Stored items
※

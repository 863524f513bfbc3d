//! MCP Server implementation for workspace file access
//!
//! Exposes the four workspace tools through rmcp's tool router and through
//! [`EmbeddableMcp`] for in-process callers. Handler implementations are in
//! the handlers module.

use mcp_common::{async_trait, EmbeddableError, EmbeddableMcp, EmbeddableResult, McpError};
use rmcp::{
    handler::server::{router::tool::ToolRouter, wrapper::Parameters},
    model::{CallToolResult, ServerCapabilities, ServerInfo, Tool},
    tool, tool_handler, tool_router,
};
use serde_json::Value;

use crate::accessor::FileAccessor;
use crate::config::Config;
use crate::handlers;
use crate::params::{ListFilesParams, ReadFileParams, WriteFileParams};
use crate::sandbox::Sandbox;
use crate::types::WorkspaceResult;

const INSTRUCTIONS: &str = "Workspace file manager. Reads, writes and lists files inside a single \
     workspace directory. All paths are relative to the workspace root; paths that \
     leave it are rejected. Use get_workspace_info to see which directory is served.";

/// The Workspace MCP Server
#[derive(Clone)]
pub struct WorkspaceMcpServer {
    accessor: FileAccessor,
    tool_router: ToolRouter<Self>,
}

// ============================================================================
// Tool Router - Each tool delegates to its handler
// ============================================================================

#[tool_router]
impl WorkspaceMcpServer {
    /// Create a server from loaded configuration
    ///
    /// Fails with a configuration error when no usable workspace root is set.
    pub fn new(config: &Config) -> WorkspaceResult<Self> {
        let sandbox = Sandbox::new(config.workspace_root()?)?;
        Ok(Self::with_accessor(FileAccessor::new(sandbox, config.debug)))
    }

    pub fn with_accessor(accessor: FileAccessor) -> Self {
        Self {
            accessor,
            tool_router: Self::tool_router(),
        }
    }

    pub fn accessor(&self) -> &FileAccessor {
        &self.accessor
    }

    #[tool(description = "Read a file from the workspace. Returns the full file content as text.")]
    async fn read_file(
        &self,
        Parameters(params): Parameters<ReadFileParams>,
    ) -> Result<CallToolResult, McpError> {
        handlers::read_file(&self.accessor, params).await
    }

    #[tool(
        description = "Write content to a file in the workspace. Creates missing parent directories and replaces any existing file."
    )]
    async fn write_file(
        &self,
        Parameters(params): Parameters<WriteFileParams>,
    ) -> Result<CallToolResult, McpError> {
        handlers::write_file(&self.accessor, params).await
    }

    #[tool(
        description = "List files in a directory within the workspace. Returns the direct children with name, type (file or directory) and relative path."
    )]
    async fn list_files(
        &self,
        Parameters(params): Parameters<ListFilesParams>,
    ) -> Result<CallToolResult, McpError> {
        handlers::list_files(&self.accessor, params).await
    }

    #[tool(
        description = "Get information about the workspace: root directory, whether it exists, creation and modification times."
    )]
    async fn get_workspace_info(&self) -> Result<CallToolResult, McpError> {
        handlers::get_workspace_info(&self.accessor).await
    }
}

// ============================================================================
// Server Handler Implementation
// ============================================================================

#[tool_handler]
impl rmcp::ServerHandler for WorkspaceMcpServer {
    fn get_info(&self) -> ServerInfo {
        ServerInfo {
            instructions: Some(INSTRUCTIONS.into()),
            capabilities: ServerCapabilities::builder().enable_tools().build(),
            ..Default::default()
        }
    }
}

// ============================================================================
// EmbeddableMcp Implementation
// ============================================================================

#[async_trait]
impl EmbeddableMcp for WorkspaceMcpServer {
    fn server_name(&self) -> &str {
        "workspace"
    }

    fn server_description(&self) -> Option<&str> {
        Some(INSTRUCTIONS)
    }

    fn server_version(&self) -> Option<&str> {
        Some(env!("CARGO_PKG_VERSION"))
    }

    fn list_tools(&self) -> Vec<Tool> {
        self.tool_router.list_all()
    }

    async fn call_tool(&self, name: &str, params: Value) -> EmbeddableResult<CallToolResult> {
        match name {
            "read_file" => {
                let params: ReadFileParams = serde_json::from_value(params)?;
                self.read_file(Parameters(params)).await.map_err(Into::into)
            }

            "write_file" => {
                let params: WriteFileParams = serde_json::from_value(params)?;
                self.write_file(Parameters(params)).await.map_err(Into::into)
            }

            "list_files" => {
                let params: ListFilesParams = serde_json::from_value(params)?;
                self.list_files(Parameters(params)).await.map_err(Into::into)
            }

            "get_workspace_info" => self.get_workspace_info().await.map_err(Into::into),

            _ => Err(EmbeddableError::ToolNotFound(name.to_string())),
        }
    }
}

#[cfg(test)]
mod tests {
    use super::*;
    use crate::types::WorkspaceError;
    use mcp_common::result_text;
    use std::path::PathBuf;
    use tempfile::TempDir;

    fn server() -> (TempDir, WorkspaceMcpServer) {
        let dir = TempDir::new().unwrap();
        let config = Config {
            workspace: Some(dir.path().to_path_buf()),
            debug: false,
        };
        let server = WorkspaceMcpServer::new(&config).unwrap();
        (dir, server)
    }

    #[test]
    fn test_new_requires_workspace() {
        let result = WorkspaceMcpServer::new(&Config::default());
        assert!(matches!(result, Err(WorkspaceError::Configuration(_))));

        let config = Config {
            workspace: Some(PathBuf::from("relative/dir")),
            debug: false,
        };
        let result = WorkspaceMcpServer::new(&config);
        assert!(matches!(result, Err(WorkspaceError::Configuration(_))));
    }

    #[test]
    fn test_embeddable_list_tools() {
        let (_dir, server) = server();
        let tools = server.list_tools();
        assert_eq!(tools.len(), 4);

        let mut names: Vec<&str> = tools.iter().map(|t| t.name.as_ref()).collect();
        names.sort_unstable();
        assert_eq!(
            names,
            vec!["get_workspace_info", "list_files", "read_file", "write_file"]
        );
    }

    #[tokio::test]
    async fn test_embeddable_write_read_list() {
        let (_dir, server) = server();

        let result = server
            .call_tool(
                "write_file",
                serde_json::json!({ "file_path": "notes/today.md", "content": "line 1\nline 2\n" }),
            )
            .await
            .unwrap();
        assert!(!result.is_error.unwrap_or(false));

        let result = server
            .call_tool("read_file", serde_json::json!({ "file_path": "notes/today.md" }))
            .await
            .unwrap();
        assert_eq!(result_text(&result), "line 1\nline 2\n");

        let result = server
            .call_tool("list_files", serde_json::json!({}))
            .await
            .unwrap();
        let parsed: serde_json::Value = serde_json::from_str(&result_text(&result)).unwrap();
        assert_eq!(
            parsed,
            serde_json::json!([{ "name": "notes", "type": "directory", "path": "notes" }])
        );
    }

    #[tokio::test]
    async fn test_embeddable_missing_file_is_error_result() {
        let (_dir, server) = server();
        let result = server
            .call_tool("read_file", serde_json::json!({ "file_path": "absent.txt" }))
            .await
            .unwrap();

        assert_eq!(result.is_error, Some(true));
        assert_eq!(result_text(&result), "Error: File not found: absent.txt");
    }

    #[tokio::test]
    async fn test_embeddable_bad_params() {
        let (_dir, server) = server();
        let result = server
            .call_tool("read_file", serde_json::json!({ "path": "a.txt" }))
            .await;
        assert!(matches!(result, Err(EmbeddableError::InvalidParams(_))));
    }

    #[tokio::test]
    async fn test_embeddable_unknown_tool() {
        let (_dir, server) = server();
        let result = server
            .call_tool("delete_file", serde_json::json!({ "file_path": "a.txt" }))
            .await;
        assert!(matches!(result, Err(EmbeddableError::ToolNotFound(_))));
    }
}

※

## [Task to carry out]
Would you transcribe all of the data, keeping each line exact?

## [Task response]
repository 863524f513bfbc3d
//! MCP Server implementation for workspace file access
//!
//! Exposes the four workspace tools through rmcp's tool router and through
//! [`EmbeddableMcp`] for in-process callers. Handler implementations are in
//! the handlers module.

use mcp_common::{async_trait, EmbeddableError, EmbeddableMcp, EmbeddableResult, McpError};
use rmcp::{
    handler::server::{router::tool::ToolRouter, wrapper::Parameters},
    model::{CallToolResult, ServerCapabilities, ServerInfo, Tool},
    tool, tool_handler, tool_router,
};
use serde_json::Value;

use crate::accessor::FileAccessor;
use crate::config::Config;
use crate::handlers;
use crate::params::{ListFilesParams, ReadFileParams, WriteFileParams};
use crate::sandbox::Sandbox;
use crate::types::WorkspaceResult;

const INSTRUCTIONS: &str = "Workspace file manager. Reads, writes and lists files inside a single \
     workspace directory. All paths are relative to the workspace root; paths that \
     leave it are rejected. Use get_workspace_info to see which directory is served.";

/// The Workspace MCP Server
#[derive(Clone)]
pub struct WorkspaceMcpServer {
    accessor: FileAccessor,
    tool_router: ToolRouter<Self>,
}

// ============================================================================
// Tool Router - Each tool delegates to its handler
// ============================================================================

#[tool_router]
impl WorkspaceMcpServer {
    /// Create a server from loaded configuration
    ///
    /// Fails with a configuration error when no usable workspace root is set.
    pub fn new(config: &Config) -> WorkspaceResult<Self> {
        let sandbox = Sandbox::new(config.workspace_root()?)?;
        Ok(Self::with_accessor(FileAccessor::new(sandbox, config.debug)))
    }

    pub fn with_accessor(accessor: FileAccessor) -> Self {
        Self {
            accessor,
            tool_router: Self::tool_router(),
        }
    }

    pub fn accessor(&self) -> &FileAccessor {
        &self.accessor
    }

    #[tool(description = "Read a file from the workspace. Returns the full file content as text.")]
    async fn read_file(
        &self,
        Parameters(params): Parameters<ReadFileParams>,
    ) -> Result<CallToolResult, McpError> {
        handlers::read_file(&self.accessor, params).await
    }

    #[tool(
        description = "Write content to a file in the workspace. Creates missing parent directories and replaces any existing file."
    )]
    async fn write_file(
        &self,
        Parameters(params): Parameters<WriteFileParams>,
    ) -> Result<CallToolResult, McpError> {
        handlers::write_file(&self.accessor, params).await
    }

    #[tool(
        description = "List files in a directory within the workspace. Returns the direct children with name, type (file or directory) and relative path."
    )]
    async fn list_files(
        &self,
        Parameters(params): Parameters<ListFilesParams>,
    ) -> Result<CallToolResult, McpError> {
        handlers::list_files(&self.accessor, params).await
    }

    #[tool(
        description = "Get information about the workspace: root directory, whether it exists, creation and modification times."
    )]
    async fn get_workspace_info(&self) -> Result<CallToolResult, McpError> {
        handlers::get_workspace_info(&self.accessor).await
    }
}

// ============================================================================
// Server Handler Implementation
// ============================================================================

#[tool_handler]
impl rmcp::ServerHandler for WorkspaceMcpServer {
    fn get_info(&self) -> ServerInfo {
        ServerInfo {
            instructions: Some(INSTRUCTIONS.into()),
            capabilities: ServerCapabilities::builder().enable_tools().build(),
            ..Default::default()
        }
    }
}

// ============================================================================
// EmbeddableMcp Implementation
// ============================================================================

#[async_trait]
impl EmbeddableMcp for WorkspaceMcpServer {
    fn server_name(&self) -> &str {
        "workspace"
    }

    fn server_description(&self) -> Option<&str> {
        Some(INSTRUCTIONS)
    }

    fn server_version(&self) -> Option<&str> {
        Some(env!("CARGO_PKG_VERSION"))
    }

    fn list_tools(&self) -> Vec<Tool> {
        self.tool_router.list_all()
    }

    async fn call_tool(&self, name: &str, params: Value) -> EmbeddableResult<CallToolResult> {
        match name {
            "read_file" => {
                let params: ReadFileParams = serde_json::from_value(params)?;
                self.read_file(Parameters(params)).await.map_err(Into::into)
            }

            "write_file" => {
                let params: WriteFileParams = serde_json::from_value(params)?;
                self.write_file(Parameters(params)).await.map_err(Into::into)
            }

            "list_files" => {
                let params: ListFilesParams = serde_json::from_value(params)?;
                self.list_files(Parameters(params)).await.map_err(Into::into)
            }

            "get_workspace_info" => self.get_workspace_info().await.map_err(Into::into),

            _ => Err(EmbeddableError::ToolNotFound(name.to_string())),
        }
    }
}

#[cfg(test)]
mod tests {
    use super::*;
    use crate::types::WorkspaceError;
    use mcp_common::result_text;
    use std::path::PathBuf;
    use tempfile::TempDir;

    fn server() -> (TempDir, WorkspaceMcpServer) {
        let dir = TempDir::new().unwrap();
        let config = Config {
            workspace: Some(dir.path().to_path_buf()),
            debug: false,
        };
        let server = WorkspaceMcpServer::new(&config).unwrap();
        (dir, server)
    }

    #[test]
    fn test_new_requires_workspace() {
        let result = WorkspaceMcpServer::new(&Config::default());
        assert!(matches!(result, Err(WorkspaceError::Configuration(_))));

        let config = Config {
            workspace: Some(PathBuf::from("relative/dir")),
            debug: false,
        };
        let result = WorkspaceMcpServer::new(&config);
        assert!(matches!(result, Err(WorkspaceError::Configuration(_))));
    }

    #[test]
    fn test_embeddable_list_tools() {
        let (_dir, server) = server();
        let tools = server.list_tools();
        assert_eq!(tools.len(), 4);

        let mut names: Vec<&str> = tools.iter().map(|t| t.name.as_ref()).collect();
        names.sort_unstable();
        assert_eq!(
            names,
            vec!["get_workspace_info", "list_files", "read_file", "write_file"]
        );
    }

    #[tokio::test]
    async fn test_embeddable_write_read_list() {
        let (_dir, server) = server();

        let result = server
            .call_tool(
                "write_file",
                serde_json::json!({ "file_path": "notes/today.md", "content": "line 1\nline 2\n" }),
            )
            .await
            .unwrap();
        assert!(!result.is_error.unwrap_or(false));

        let result = server
            .call_tool("read_file", serde_json::json!({ "file_path": "notes/today.md" }))
            .await
            .unwrap();
        assert_eq!(result_text(&result), "line 1\nline 2\n");

        let result = server
            .call_tool("list_files", serde_json::json!({}))
            .await
            .unwrap();
        let parsed: serde_json::Value = serde_json::from_str(&result_text(&result)).unwrap();
        assert_eq!(
            parsed,
            serde_json::json!([{ "name": "notes", "type": "directory", "path": "notes" }])
        );
    }

    #[tokio::test]
    async fn test_embeddable_missing_file_is_error_result() {
        let (_dir, server) = server();
        let result = server
            .call_tool("read_file", serde_json::json!({ "file_path": "absent.txt" }))
            .await
            .unwrap();

        assert_eq!(result.is_error, Some(true));
        assert_eq!(result_text(&result), "Error: File not found: absent.txt");
    }

    #[tokio::test]
    async fn test_embeddable_bad_params() {
        let (_dir, server) = server();
        let result = server
            .call_tool("read_file", serde_json::json!({ "path": "a.txt" }))
            .await;
        assert!(matches!(result, Err(EmbeddableError::InvalidParams(_))));
    }

    #[tokio::test]
    async fn test_embeddable_unknown_tool() {
        let (_dir, server) = server();
        let result = server
            .call_tool("delete_file", serde_json::json!({ "file_path": "a.txt" }))
            .await;
        assert!(matches!(result, Err(EmbeddableError::ToolNotFound(_))));
    }
}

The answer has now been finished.